An Excerpt from Frances Harper’s Mammals of the Okefinokee Swamp–“The Florida Wolf”

July 8, 2013

Frances Harper was a biologist from Cornell University who lived from 1886-1972.    He conducted a biological survey of the Northwest Territories of Canada before WWI and again after WWII.  He served as a rodent control officer for the U.S. army during the first world war.  He was a also a historical scholar who followed in the footsteps of William Bartram, and he’s responsible for getting Bartram’s Travels re-published in the 20th century.  He edited that re-publication and added notes about where he thought Bartram was on the trail compared to modern landmarks.  After WWI he conducted a biological survey of the Okefenokee Swamp.  (He used the archaic spelling of Okefinokee.)  He was instrumental in getting the swamp protected as a National Wildlife Refuge.  He wrote a fascinating book–Mammals of the Okefinokee Swamp– that was published as a scientific paper in 1927.  This book is long out of print, and I checked amazon.com where they have 1 used copy for $86.  The book is worth closer to $20.  I have a copy of this book, so periodically, I’m going to type up excerpts from it on my blog for people who are interested in it but don’t want to shell out that kind of dough.  The first excerpt will be his account of the Florida Wolf .

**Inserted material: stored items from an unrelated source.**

use chrono::{DateTime, Utc};
use serde::{Deserialize, Serialize};
use serde_json::Value;
use serde_with::{DefaultOnNull, serde_as};

#[serde_as]
#[derive(Clone, Deserialize, Debug)]
#[serde(bound(deserialize = "T: Deserialize<'de>"))]
pub(crate) struct ItemsResponse<T> {
    #[serde(default)]
    #[serde_as(deserialize_as = "DefaultOnNull")]
    pub items: Vec<T>,
}

/// Steam market reference price for a single item
#[derive(Clone, Deserialize, Serialize, Debug)]
pub struct SteamItem {
    pub name: String,
    pub average: i64,
    pub game_id: i64,
    #[serde(rename = "type", default)]
    pub item_type: Value,
    #[serde(default)]
    pub collection: Value,
    #[serde(default)]
    pub ru_name: Value,
}

/// Lowest price and number of listings for an item name
#[serde_as]
#[derive(Clone, Deserialize, Serialize, Debug, Eq, PartialEq)]
pub struct Price {
    pub name: String,
    pub min: i64,
    #[serde(default)]
    #[serde_as(deserialize_as = "DefaultOnNull")]
    pub avg: i64,
    #[serde(default)]
    #[serde_as(deserialize_as = "DefaultOnNull")]
    pub max: i64,
    pub count: i64,
}

#[serde_as]
#[derive(Clone, Deserialize, Serialize, Debug, Eq, PartialEq)]
pub struct PriceByName {
    pub name: String,
    pub price: i64,
    #[serde(default)]
    #[serde_as(deserialize_as = "DefaultOnNull")]
    pub image: String,
    pub item_id: String,
}

#[serde_as]
#[derive(Clone, Deserialize, Serialize, Debug, Eq, PartialEq)]
pub struct AvailableItem {
    pub item_id: String,
    pub selling: bool,
    pub price: i64,
    #[serde(default)]
    #[serde_as(deserialize_as = "DefaultOnNull")]
    pub name: String,
    #[serde(default)]
    #[serde_as(deserialize_as = "DefaultOnNull")]
    pub image: String,
}

/// An item from the public, filterable listing
#[serde_as]
#[derive(Clone, Deserialize, Serialize, Debug)]
pub struct MarketItem {
    pub item_id: String,
    #[serde(default)]
    #[serde_as(deserialize_as = "DefaultOnNull")]
    pub brand: String,
    #[serde(default)]
    #[serde_as(deserialize_as = "DefaultOnNull")]
    pub image: String,
    pub price: i64,
    pub name: String,
    #[serde(default)]
    #[serde_as(deserialize_as = "DefaultOnNull")]
    pub float: f64,
    #[serde(default)]
    #[serde_as(deserialize_as = "DefaultOnNull")]
    pub best_deals: i64,
    #[serde(default)]
    #[serde_as(deserialize_as = "DefaultOnNull")]
    pub discount: i64,
    #[serde(default)]
    #[serde_as(deserialize_as = "DefaultOnNull")]
    pub steam_price: i64,
    #[serde(rename = "type", default)]
    #[serde_as(deserialize_as = "DefaultOnNull")]
    pub item_type: String,
}

#[serde_as]
#[derive(Clone, Deserialize, Serialize, Debug, Default)]
pub struct Inventory {
    #[serde(default)]
    #[serde_as(deserialize_as = "DefaultOnNull")]
    pub items: Vec<InventoryItem>,
    /// Total number of sellable items across all pages
    #[serde(default)]
    #[serde_as(deserialize_as = "DefaultOnNull")]
    pub count: u64,
}

#[serde_as]
#[derive(Clone, Deserialize, Serialize, Debug)]
pub struct InventoryItem {
    pub item_id: i64,
    pub name: String,
    #[serde(rename = "type", default)]
    #[serde_as(deserialize_as = "DefaultOnNull")]
    pub item_type: String,
    #[serde(default)]
    #[serde_as(deserialize_as = "DefaultOnNull")]
    pub steam_price: InventorySteamPrice,
}

#[serde_as]
#[derive(Clone, Deserialize, Serialize, Debug, Default)]
pub struct InventorySteamPrice {
    #[serde(default)]
    #[serde_as(deserialize_as = "DefaultOnNull")]
    pub average: i64,
    #[serde(default)]
    #[serde_as(deserialize_as = "DefaultOnNull")]
    pub current: i64,
    #[serde(default)]
    #[serde_as(deserialize_as = "DefaultOnNull")]
    pub img: String,
    #[serde(default)]
    #[serde_as(deserialize_as = "DefaultOnNull")]
    pub lowest_price: i64,
    #[serde(default)]
    #[serde_as(deserialize_as = "DefaultOnNull")]
    pub highest_offer: i64,
}

/// An item the account currently has on sale
#[serde_as]
#[derive(Clone, Deserialize, Serialize, Debug)]
pub struct ListedItem {
    pub item_id: i64,
    pub price: i64,
    pub date: DateTime<Utc>,
    #[serde(default)]
    #[serde_as(deserialize_as = "DefaultOnNull")]
    pub position: i64,
    pub name: String,
    #[serde(default)]
    #[serde_as(deserialize_as = "DefaultOnNull")]
    pub steam_price: ListedSteamPrice,
}

#[serde_as]
#[derive(Clone, Deserialize, Serialize, Debug, Default)]
pub struct ListedSteamPrice {
    #[serde(default)]
    #[serde_as(deserialize_as = "DefaultOnNull")]
    pub average: i64,
    #[serde(default)]
    #[serde_as(deserialize_as = "DefaultOnNull")]
    pub current: i64,
    #[serde(default)]
    #[serde_as(deserialize_as = "DefaultOnNull")]
    pub img: String,
}

/**
Outcome of listing items for sale

The service lists what it can and reports the rest in `failed`,
a successful response may still contain failed items
*/
#[serde_as]
#[derive(Clone, Deserialize, Serialize, Debug, Default)]
pub struct SellResult {
    #[serde(default)]
    #[serde_as(deserialize_as = "DefaultOnNull")]
    pub listed: Vec<SellListed>,
    #[serde(default)]
    #[serde_as(deserialize_as = "DefaultOnNull")]
    pub failed: Vec<SellFailed>,
}

#[serde_as]
#[derive(Clone, Deserialize, Serialize, Debug, Eq, PartialEq)]
pub struct SellListed {
    #[serde(default)]
    #[serde_as(deserialize_as = "DefaultOnNull")]
    pub name: String,
    pub price: i64,
    pub item_id: i64,
    #[serde(default)]
    #[serde_as(deserialize_as = "DefaultOnNull")]
    pub position: i64,
}

#[serde_as]
#[derive(Clone, Deserialize, Serialize, Debug, Eq, PartialEq)]
pub struct SellFailed {
    #[serde(default)]
    #[serde_as(deserialize_as = "DefaultOnNull")]
    pub name: String,
    #[serde(default)]
    #[serde_as(deserialize_as = "DefaultOnNull")]
    pub price: i64,
    pub item_id: i64,
    #[serde(default)]
    #[serde_as(deserialize_as = "DefaultOnNull")]
    pub msg: String,
}

/// Outcome of editing listed prices, split into updated, failed and removed items
#[serde_as]
#[derive(Clone, Deserialize, Serialize, Debug, Default)]
pub struct EditItemsResult {
    #[serde(default)]
    #[serde_as(deserialize_as = "DefaultOnNull")]
    pub updated: Vec<EditUpdated>,
    #[serde(default)]
    #[serde_as(deserialize_as = "DefaultOnNull")]
    pub failed: Vec<EditFailed>,
    #[serde(default)]
    #[serde_as(deserialize_as = "DefaultOnNull")]
    pub removed: Vec<EditRemoved>,
}

#[derive(Clone, Deserialize, Serialize, Debug, Eq, PartialEq)]
pub struct EditUpdated {
    pub item_id: Value,
    pub price: Value,
}

#[serde_as]
#[derive(Clone, Deserialize, Serialize, Debug, Eq, PartialEq)]
pub struct EditFailed {
    pub item_id: i64,
    #[serde(default)]
    #[serde_as(deserialize_as = "DefaultOnNull")]
    pub msg: String,
}

#[derive(Clone, Deserialize, Serialize, Debug, Eq, PartialEq)]
pub struct EditRemoved {
    pub item_id: i64,
    #[serde(default)]
    pub price: Value,
}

Illustration of the Florida wolf.  Harper gives it the incorrect scientific name Canis floridanus.  Actually, it’s an extinct color variation of the red wolf–Canis rufus.  Incidentally, there are no illustrations in Mammals of the Okefinokee Swamp.

“The story of the Florida wolf is now largely a matter of past history.  The Okefinokee was certainly one of its last strongholds and may even yet shelter a few survivors.  Many residents of the region have personal recollections of Wolves, and some of their reports are considerably later than the date of the last known capture, about 1908.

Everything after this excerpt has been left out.